Der Zusammenhang zwischen Liegestützen und Herzgesundheit: Was verraten die Daten?
Zu Studienbeginn wurden die maximalen Liegestützzahlen und die Dauer, die die Teilnehmer auf dem Laufband bei submaximaler Belastung (80 bis 90 Prozent ihrer maximalen Leistungsfähigkeit) verbringen konnten, erfasst. Die Männer wurden dann jährlich medizinisch überprüft und füllten Fragebögen zu ihrem Gesundheitszustand aus. Nach zehn Jahren wurde analysiert, wie sich die Anzahl der Liegestütze auf ihre Herz-Kreislauf-Gesundheit und das Risiko eines Herzinfarkts ausgewirkt hatte.
Die Ergebnisse, die im JAMA Network Open veröffentlicht wurden, zeigen, dass Teilnehmer, die mehr als 40 Liegestütze am Stück schafften, ihr Risiko für Herz-Kreislauf-Erkrankungen um bis zu 96 Prozent reduzieren konnten, selbst nach Berücksichtigung von Alter und BMI. Diejenigen, die zu Beginn weniger als zehn Liegestütze schafften, hatten ein höheres Risiko. Die maximale Anzahl an Liegestützen erwies sich als einfacher und kostengünstiger Indikator für das Herz-Kreislauf-Risiko, effektiver sogar als Laufbandtests zur maximalen Sauerstoffaufnahme (Spiroergometrie).
Sind 40 Liegestütze der Schlüssel zu anhaltender Gesundheit?
Viele könnten denken, dass 40 Liegestütze ein kleiner Preis für langfristige Herzgesundheit sind, doch die Ergebnisse sollten vorsichtig betrachtet werden. Es ist ungewiss, ob die Testergebnisse auch auf Frauen oder Männer anderer Altersgruppen und Gesundheitszustände übertragbar sind, da die Studie ausschließlich berufstätige Männer mittleren Alters einbezog.

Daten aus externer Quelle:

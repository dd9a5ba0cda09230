use super::{Applier, ApplyContext};
use crate::manifest::{ServiceSpec, UnitScope};
use crate::session::{Action, Payload, RemotePath, SystemdScope};
use crate::utils::errors::ApplyError;
use async_trait::async_trait;
use std::collections::BTreeMap;

/// `[Service]` directives patched into the managed unit through a drop-in
/// file. A changed drop-in is reloaded and requests a restart.
pub struct UnitApplier;

pub fn systemd_scope(scope: UnitScope) -> SystemdScope {
    match scope {
        UnitScope::System => SystemdScope::System,
        UnitScope::User => SystemdScope::User,
    }
}

fn render(overrides: &BTreeMap<String, String>) -> String {
    let mut out = String::from("# Managed by fleet reconciliation; local edits are overwritten.\n[Service]\n");
    for (directive, value) in overrides {
        out.push_str(&format!("{directive}={value}\n"));
    }
    out
}

#[async_trait]
impl Applier for UnitApplier {
    fn kind(&self) -> &'static str {
        "service-unit"
    }

    async fn apply(&self, ctx: &mut ApplyContext<'_>) -> Result<(), ApplyError> {
        let manifest = ctx.registry.manifest();
        if manifest.service_unit_overrides.is_empty() {
            return Ok(());
        }
        let service: &ServiceSpec = &manifest.service;
        let label = format!("service-unit:{}", service.unit_name());
        let path = service.override_path();
        let desired = render(&manifest.service_unit_overrides).into_bytes();

        if ctx.read_file(&path).await?.as_deref() == Some(desired.as_slice()) {
            ctx.correct(label);
            return Ok(());
        }

        let actions = vec![
            Action::Write {
                path: RemotePath::new(path.as_str()),
                payload: Payload::Inline(desired.clone()),
                executable: false,
                private: false,
            },
            Action::ReloadUnits(systemd_scope(service.scope)),
        ];
        match ctx.commit(actions).await {
            Ok(()) => {
                ctx.record_write(&path, desired, false);
                ctx.fixed(label);
                ctx.request_restart("unit overrides changed");
            }
            Err(e) => ctx.error(label, e),
        }
        Ok(())
    }
}
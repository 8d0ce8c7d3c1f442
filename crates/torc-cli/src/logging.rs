//! Logging setup on `tracing` and `tracing-subscriber`.
//!
//! Levels follow the usual convention: `error` for failures, `warn` for
//! suspicious input, `info` for per-command progress, `debug`/`trace` for
//! detail. `RUST_LOG` overrides the CLI verbosity flags when set.

use tracing::level_filters::LevelFilter;
use tracing_subscriber::{
    EnvFilter, fmt, layer::SubscriberExt, util::SubscriberInitExt,
};

/// Configuration for logging behavior.
#[derive(Debug, Clone)]
pub struct LogConfig {
    /// Maximum level to emit.
    pub level_filter: LevelFilter,
    /// Output format.
    pub format: LogFormat,
    /// Whether to use ANSI colors (ignored by the JSON format).
    pub with_ansi: bool,
    /// Honor `RUST_LOG` over the configured level when the variable is set.
    pub use_env_filter: bool,
}

/// Log output format.
#[derive(Debug, Clone, Copy, Default, PartialEq, Eq)]
pub enum LogFormat {
    /// Human-readable format with colors.
    #[default]
    Pretty,
    /// Compact single-line format.
    Compact,
    /// JSON format for machine parsing.
    Json,
}

impl Default for LogConfig {
    fn default() -> Self {
        Self {
            level_filter: LevelFilter::WARN,
            format: LogFormat::default(),
            with_ansi: true,
            use_env_filter: true,
        }
    }
}

/// Initialize the global tracing subscriber. Call once at startup.
///
/// # Panics
///
/// Panics if a global subscriber is already installed.
pub fn init_logging(config: &LogConfig) {
    let filter = build_env_filter(config);
    match config.format {
        LogFormat::Json => {
            let layer = fmt::layer().json().with_target(false);
            tracing_subscriber::registry()
                .with(filter)
                .with(layer)
                .init();
        }
        LogFormat::Compact => {
            let layer = fmt::layer()
                .compact()
                .with_ansi(config.with_ansi)
                .with_target(false)
                .without_time();
            tracing_subscriber::registry()
                .with(filter)
                .with(layer)
                .init();
        }
        LogFormat::Pretty => {
            let layer = fmt::layer()
                .with_ansi(config.with_ansi)
                .with_target(false)
                .without_time();
            tracing_subscriber::registry()
                .with(filter)
                .with(layer)
                .init();
        }
    }
}

fn build_env_filter(config: &LogConfig) -> EnvFilter {
    let level = config.level_filter.to_string().to_lowercase();
    if config.use_env_filter {
        EnvFilter::try_from_default_env().unwrap_or_else(|_| EnvFilter::new(&level))
    } else {
        EnvFilter::new(&level)
    }
}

Aber: Liegestütze wurden als Indikator für körperliche Fitness verwendet, und die Studie unterstreicht deutlich die Bedeutung dieser Fitness.
Wie führt man Liegestütze korrekt aus?
Als Schlussfolgerung der Studie lässt sich festhalten, dass mehr Liegestütze definitiv nicht schaden können. Grundsätzlich sollte man nur so viele Liegestütze durchführen, wie man korrekt ausführen kann, um effektiv zu trainieren und Fehlbelastungen zu vermeiden. Es ist wichtig, die richtige Körperhaltung beizubehalten und die Übung kontrolliert auszuführen:
- Körperspannung: Halten Sie Ihren Körper gestreckt wie ein Brett. Beine, Oberkörper und Kopf sollten eine gerade Linie formen. Achten Sie darauf, dass die Hüfte nicht durchhängt und der Po angespannt bleibt.
- Richtige Position von Händen, Armen und Beinen: Die Hände sollten etwa schulterbreit auseinander und die Fingerspitzen nach vorne gerichtet sein. Stellen Sie Ihre Füße zunächst etwas weiter auseinander, um stabil zu stehen. Mit regelmäßigem Training können Sie den Abstand verringern. Die Oberarme sollten beim Absenken des Körpers etwa einen 45-Grad-Winkel zum Körper bilden.
- Kopfhaltung: Der Kopf sollte in Verlängerung der Wirbelsäule bleiben. Blicken Sie beim Ausführen der Liegestütze nach unten und vermeiden Sie, den Kopf in den Nacken zu legen.
- Ausführung: Senken Sie Ihren Körper beim Liegestütz tief ab, ohne den Boden zu berühren. Atmen Sie tief ein und drücken Sie sich beim Ausatmen wieder hoch. Wenn Ihre Kraft nachlässt, machen Sie lieber eine Pause, bevor Sie eine falsche Haltung einnehmen. Es ist wichtig, die Übung „sauber“ auszuführen und auf die richtige Technik zu achten.